James Curtis

Home > Other > James Curtis > Page 90
James Curtis Page 90

by Spencer Tracy: A Biography


  Back at the studio, Tracy ran On the Waterfront and became enthused at the idea of Eva Marie Saint for Jeremy Rodock. (“Wonderful,” he wrote in his book.) Wise and Zimbalist were equally high on the idea, but Saint turned the part down within a matter of days. (“Par for the course,” said Tracy.) They tested Constance Collier’s latest protégée, Marjorie Steele, the wife of A&P heir Huntington Hartford, but the test was weak and Steele had little experience. By the time David Selznick turned it down on behalf of Jennifer Jones, pointing out how similar the role of Rodock was to that of Devereaux in Broken Lance, Tracy was having serious qualms about doing the picture.

  “I talked to Spence,” Collier wrote Hepburn on the sixteenth. “He is very unhappy and feels your leaving him for so long and doesn’t seem to understand why you do it—but he calmed down—and I think will come on [to New York]. He is to call me tomorrow and we will make arrangements. You must keep him happy until you go and the time will not seem so long.7 I hope everything will be alright over there and you will get things straightened out. Don’t let anything delay your return if Spence come[s] on.”

  The growths removed from his face in London, Tracy learned, were malignant, and it was recommended that another spot on his face be tested.

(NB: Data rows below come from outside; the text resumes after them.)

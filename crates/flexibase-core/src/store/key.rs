//! Key encodings for the object store trees.
//!
//! All numeric key components are big-endian so lexicographic ordering
//! matches numeric ordering and prefix scans stay contiguous.

use crate::schema::{ClassId, PropertyId};
use rkyv::{Archive, Deserialize, Serialize};
use serde::{Deserialize as SerdeDeserialize, Serialize as SerdeSerialize};
use std::fmt;

/// Size of an object id in bytes.
pub const OBJECT_ID_SIZE: usize = 8;

/// Size of an overflow attribute key: object id + property id + occurrence.
pub const OVERFLOW_KEY_SIZE: usize = OBJECT_ID_SIZE + 8 + 4;

/// Size of a class index key: class id + object id.
pub const CLASS_INDEX_KEY_SIZE: usize = 8 + OBJECT_ID_SIZE;

/// Size of a reference index key: target + source + property.
pub const REF_INDEX_KEY_SIZE: usize = OBJECT_ID_SIZE + OBJECT_ID_SIZE + 8;

/// Stable object identifier, unique across the database.
#[derive(
    Debug,
    Clone,
    Copy,
    PartialEq,
    Eq,
    PartialOrd,
    Ord,
    Hash,
    Archive,
    Serialize,
    Deserialize,
    SerdeSerialize,
    SerdeDeserialize,
)]
pub struct ObjectId(pub u64);

impl ObjectId {
    /// Encode as a big-endian key.
    pub fn encode(&self) -> [u8; OBJECT_ID_SIZE] {
        self.0.to_be_bytes()
    }

    /// Decode from key bytes.
    pub fn decode(bytes: &[u8]) -> Option<Self> {
        let arr: [u8; OBJECT_ID_SIZE] = bytes.try_into().ok()?;
        Some(Self(u64::from_be_bytes(arr)))
    }
}

impl fmt::Display for ObjectId {
    fn fmt(&self, f: &mut fmt::Formatter<'_>) -> fmt::Result {
        write!(f, "{}", self.0)
    }
}

/// Encode an overflow attribute key.
///
/// Format: `[object (8)][property (8)][occurrence (4)]`. Scanning the
/// object prefix yields attributes grouped by property, occurrences in
/// order.
pub fn overflow_key(object: ObjectId, property: PropertyId, occurrence: u32) -> [u8; OVERFLOW_KEY_SIZE] {
    let mut buf = [0u8; OVERFLOW_KEY_SIZE];
    buf[..8].copy_from_slice(&object.0.to_be_bytes());
    buf[8..16].copy_from_slice(&property.0.to_be_bytes());
    buf[16..].copy_from_slice(&occurrence.to_be_bytes());
    buf
}

/// Prefix covering all overflow attributes of one object.
pub fn overflow_prefix(object: ObjectId) -> [u8; OBJECT_ID_SIZE] {
    object.encode()
}

/// Decode an overflow attribute key.
pub fn decode_overflow_key(bytes: &[u8]) -> Option<(ObjectId, PropertyId, u32)> {
    if bytes.len() != OVERFLOW_KEY_SIZE {
        return None;
    }
    let object = u64::from_be_bytes(bytes[..8].try_into().ok()?);
    let property = u64::from_be_bytes(bytes[8..16].try_into().ok()?);
    let occurrence = u32::from_be_bytes(bytes[16..].try_into().ok()?);
    Some((ObjectId(object), PropertyId(property), occurrence))
}

/// Encode a class index key: `[class (8)][object (8)]`.
pub fn class_index_key(class: ClassId, object: ObjectId) -> [u8; CLASS_INDEX_KEY_SIZE] {
    let mut buf = [0u8; CLASS_INDEX_KEY_SIZE];
    buf[..8].copy_from_slice(&class.0.to_be_bytes());
    buf[8..].copy_from_slice(&object.0.to_be_bytes());
    buf
}

/// Prefix covering all objects of one class.
pub fn class_index_prefix(class: ClassId) -> [u8; 8] {
    class.0.to_be_bytes()
}

/// Decode a class index key.
pub fn decode_class_index_key(bytes: &[u8]) -> Option<(ClassId, ObjectId)> {
    if bytes.len() != CLASS_INDEX_KEY_SIZE {
        return None;
    }
    let class = u64::from_be_bytes(bytes[..8].try_into().ok()?);
    let object = u64::from_be_bytes(bytes[8..].try_into().ok()?);
    Some((ClassId(class), ObjectId(object)))
}

/// Encode a reference index key: `[target (8)][source (8)][property (8)]`.
///
/// Keyed by target first so "who points at this object" is one prefix
/// scan.
pub fn ref_index_key(target: ObjectId, source: ObjectId, property: PropertyId) -> [u8; REF_INDEX_KEY_SIZE] {
    let mut buf = [0u8; REF_INDEX_KEY_SIZE];
    buf[..8].copy_from_slice(&target.0.to_be_bytes());
    buf[8..16].copy_from_slice(&source.0.to_be_bytes());
    buf[16..].copy_from_slice(&property.0.to_be_bytes());
    buf
}

/// Prefix covering all references pointing at one object.
pub fn ref_index_prefix(target: ObjectId) -> [u8; OBJECT_ID_SIZE] {
    target.encode()
}

/// Decode a reference index key.
pub fn decode_ref_index_key(bytes: &[u8]) -> Option<(ObjectId, ObjectId, PropertyId)> {
    if bytes.len() != REF_INDEX_KEY_SIZE {
        return None;
    }
    let target = u64::from_be_bytes(bytes[..8].try_into().ok()?);
    let source = u64::from_be_bytes(bytes[8..16].try_into().ok()?);
    let property = u64::from_be_bytes(bytes[16..].try_into().ok()?);
    Some((ObjectId(target), ObjectId(source), PropertyId(property)))
}

/// Get current timestamp in microseconds since Unix epoch.
pub fn current_timestamp() -> u64 {
    use std::time::{SystemTime, UNIX_EPOCH};
    SystemTime::now()
        .duration_since(UNIX_EPOCH)
        .map(|d| d.as_micros() as u64)
        .unwrap_or(0)
}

The biopsy was set for April 25 in Los Angeles, which turned out to be a bad day all around. He awoke with stomach cramps and a mild temperature and was attempting to sleep them off when he got the news that Constance Collier had died suddenly of a heart attack at the age of seventy-seven. She had been like a second mother to Hepburn, a personal as well as a professional mentor, and it fell to Spence to phone Kate in London and break the news. A week later, he motored to San Francisco in a driving rain to meet her as she prepared to leave for Sydney on Qantas. He had Carroll with him, and the two of them attended Mass together at Old St. Mary’s.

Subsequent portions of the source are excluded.